As the International Panel on Climate Change warns that the world must act now to mitigate global warming, before it’s too late, nations across the globe are scrambling to reach net-zero targets. While the greater share of investment and initiatives have come out of Europe and the U.S., the Global South, while still nascent, also has a substantial share of opportunities to transition toward net zero.

The Singapore-headquartered investment company Temasek is one player helping to turn the tide on climate financing in the Asia-Pacific region and beyond. Keeping sustainability as a central focus, Temasek is accelerating its climate action to advance the transition to net zero and help reverse nature loss in an inclusive way.
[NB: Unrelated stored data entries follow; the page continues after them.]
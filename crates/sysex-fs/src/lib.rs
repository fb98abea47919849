//! Filesystem-like access to the presets, samples and programs stored inside
//! MIDI instruments, reachable only through System Exclusive messages.
//!
//! # Architecture
//!
//! - `transport`: one open byte channel, raw send/receive, drain and a response cache
//! - `sysex`: `F0 … F7` framing, request/response exchanges with deadlines and cancellation
//! - `connector`: ordered dialect registry and device autodetection (`detect`)
//! - `backend`: the connected device, its identity, filesystem tables and dialect state
//! - `filesystem`: the `FsOperations` capability table and the generic helpers on top of it
//! - `job_control`: shared progress and cancellation token for long operations
//! - `devices`: concrete dialects
//!
//! A typical session:
//!
//! ```ignore
//! let backend = sysex_fs::detect("hw:1,0", None, None)?;
//! for item in sysex_fs::filesystem::list(&backend, "/preset")? {
//!     println!("{} {}", item.id, item.name);
//! }
//! let job = JobControl::new();
//! let preset = sysex_fs::filesystem::download(&backend, "/preset/3", &job)?;
//! ```

// Flag unused code early
#![warn(unused)]
// Warn on redundant path prefixes (e.g., std::path::Path when Path is imported)
#![warn(unused_qualifications)]
// Use log::* macros instead of println!/eprintln! for proper log level control
#![deny(clippy::print_stdout, clippy::print_stderr)]

pub mod backend;
pub mod config;
pub mod connector;
pub mod devices;
pub mod errors;
pub mod filesystem;
mod ignore_poison;
pub mod job_control;
pub mod sysex;
pub mod transport;
pub mod types;

pub use backend::Backend;
pub use connector::{Connector, detect, detect_with};
pub use errors::BackendError;
pub use filesystem::{FsOperation, FsOperations, Item, ItemIterator, ItemKind};
pub use job_control::{CancelToken, JobControl};
pub use sysex::SysexTransfer;
pub use transport::{MidiPort, Transport, list_devices};

/// Wire traces in tests, controlled by `RUST_LOG`.
#[cfg(test)]
pub(crate) fn init_test_logging() {
    let _ = env_logger::Builder::from_env(env_logger::Env::default().default_filter_or("warn"))
        .is_test(true)
        .try_init();
}
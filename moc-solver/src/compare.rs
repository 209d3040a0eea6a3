use crate::WelfareReport;
use moc_core::models::ParticipantId;

/// Change in one participant's surplus between two clearings.
#[derive(Clone, Copy, Debug, PartialEq)]
#[cfg_attr(feature = "serde", derive(serde::Serialize, serde::Deserialize))]
pub struct SurplusDelta {
    /// The participant being compared.
    pub participant: ParticipantId,
    /// Alternative surplus minus baseline surplus.
    pub absolute: f64,
    /// The change relative to the baseline, in percent. `None` when the
    /// baseline surplus is zero: the ratio is undefined and must not leak
    /// out as ±inf or NaN.
    pub percent: Option<f64>,
}

/// A market-wide surplus total under both clearings.
#[derive(Clone, Copy, Debug, PartialEq)]
#[cfg_attr(feature = "serde", derive(serde::Serialize, serde::Deserialize))]
pub struct SurplusTotals {
    /// The total under the baseline clearing.
    pub baseline: f64,
    /// The total under the alternative clearing.
    pub alternative: f64,
    /// alternative − baseline.
    pub absolute: f64,
    /// Relative change in percent; `None` when the baseline is zero.
    pub percent: Option<f64>,
}

/// Side-by-side comparison of an alternative-price clearing against the
/// equilibrium baseline.
#[derive(Clone, Debug, PartialEq)]
#[cfg_attr(feature = "serde", derive(serde::Serialize, serde::Deserialize))]
pub struct WelfareComparison {
    /// Per-generator surplus changes.
    pub generators: Vec<SurplusDelta>,
    /// Per-consumer surplus changes.
    pub consumers: Vec<SurplusDelta>,
    /// Producer surplus across all generators.
    pub producer_surplus: SurplusTotals,
    /// Consumer surplus across all consumers.
    pub consumer_surplus: SurplusTotals,
    /// Total market welfare.
    pub total_welfare: SurplusTotals,
}

/// Compares two welfare reports row by row.
///
/// Both reports must come from the same store so the rows line up by
/// participant and side.
pub fn compare(baseline: &WelfareReport, alternative: &WelfareReport) -> WelfareComparison {
    debug_assert_eq!(baseline.generators.len(), alternative.generators.len());
    debug_assert_eq!(baseline.consumers.len(), alternative.consumers.len());

    let generators = baseline
        .generators
        .iter()
        .zip(&alternative.generators)
        .map(|(base, alt)| delta(base.participant, base.surplus, alt.surplus))
        .collect();
    let consumers = baseline
        .consumers
        .iter()
        .zip(&alternative.consumers)
        .map(|(base, alt)| delta(base.participant, base.surplus, alt.surplus))
        .collect();

    WelfareComparison {
        generators,
        consumers,
        producer_surplus: totals(baseline.producer_surplus(), alternative.producer_surplus()),
        consumer_surplus: totals(baseline.consumer_surplus(), alternative.consumer_surplus()),
        total_welfare: totals(baseline.total_welfare(), alternative.total_welfare()),
    }
}

fn delta(participant: ParticipantId, baseline: f64, alternative: f64) -> SurplusDelta {
    let absolute = alternative - baseline;
    SurplusDelta {
        participant,
        absolute,
        percent: percent_change(baseline, absolute),
    }
}

fn totals(baseline: f64, alternative: f64) -> SurplusTotals {
    let absolute = alternative - baseline;
    SurplusTotals {
        baseline,
        alternative,
        absolute,
        percent: percent_change(baseline, absolute),
    }
}

fn percent_change(baseline: f64, absolute: f64) -> Option<f64> {
    (baseline != 0.0).then(|| absolute / baseline * 100.0)
}
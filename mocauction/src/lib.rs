use clap::Parser;
use moc_solver::io::Auction;

mod io;
pub use io::*;

mod commands;
pub use commands::*;

// The top-level arguments -- presently just which subcommand to execute
#[derive(Parser)]
#[command(version, about, long_about = None)]
pub struct BaseArgs {
    #[command(subcommand)]
    pub command: Commands,
}

impl BaseArgs {
    pub fn evaluate(self) -> anyhow::Result<()> {
        match self.command {
            Commands::Solve { io } => {
                let input = io.read()?;
                let auction = serde_json::from_reader::<_, Auction>(input)?;
                let outcome = auction.solve()?;
                let output = io.write()?;
                serde_json::to_writer_pretty(output, &outcome)?;
            }
            Commands::Evaluate { io, price } => {
                let input = io.read()?;
                let auction = serde_json::from_reader::<_, Auction>(input)?;
                let evaluation = auction.evaluate(price)?;
                let output = io.write()?;
                serde_json::to_writer_pretty(output, &evaluation)?;
            }
        }

        Ok(())
    }
}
Helping to steer the company’s course toward sustainability is Kyung-Ah Park, head of ESG investment management and managing director of sustainability. For Ms. Park, the idea that financial returns and positive environmental outcomes are mutually exclusive is an outdated one.

“Temasek has been doubling down on its efforts to achieve a net-zero world through both new investments and leaning in with our existing portfolio and businesses,” says Ms. Park. “We have a responsibility to not only do well in generating long-term returns, but also to do good and do right by our wider community and our planet.”

No time but the present

Along with the scientific community, industry has increasingly recognised that the luxury of time in which to take action has vanished. According to U.N. climate experts, in order to limit global warming to a 1.5°C temperature rise, global emissions need to be halved by 2030 and reach net zero by 2050. 

Temasek aims to halve the 2010 levels of net carbon emissions attributable to its portfolio by 2030, with the ambition of achieving net zero by 2050. “Time is our biggest challenge,” says Ms. Park, who stresses the IPCC report’s finding that without immediate and deep emissions reduction across all sectors, limiting global warming to just 1.5°C will be beyond reach. 

In these conditions, urgent and deep emissions reductions are critical, and market-based mechanisms can incentivise least-cost emissions reductions and technological innovations. To that end, Temasek is actively investing in sustainable solutions in food, water, waste, energy, materials, clean transportation and the built environment to spur the development of novel and disruptive decarbonisation technologies with promising potential for scalability.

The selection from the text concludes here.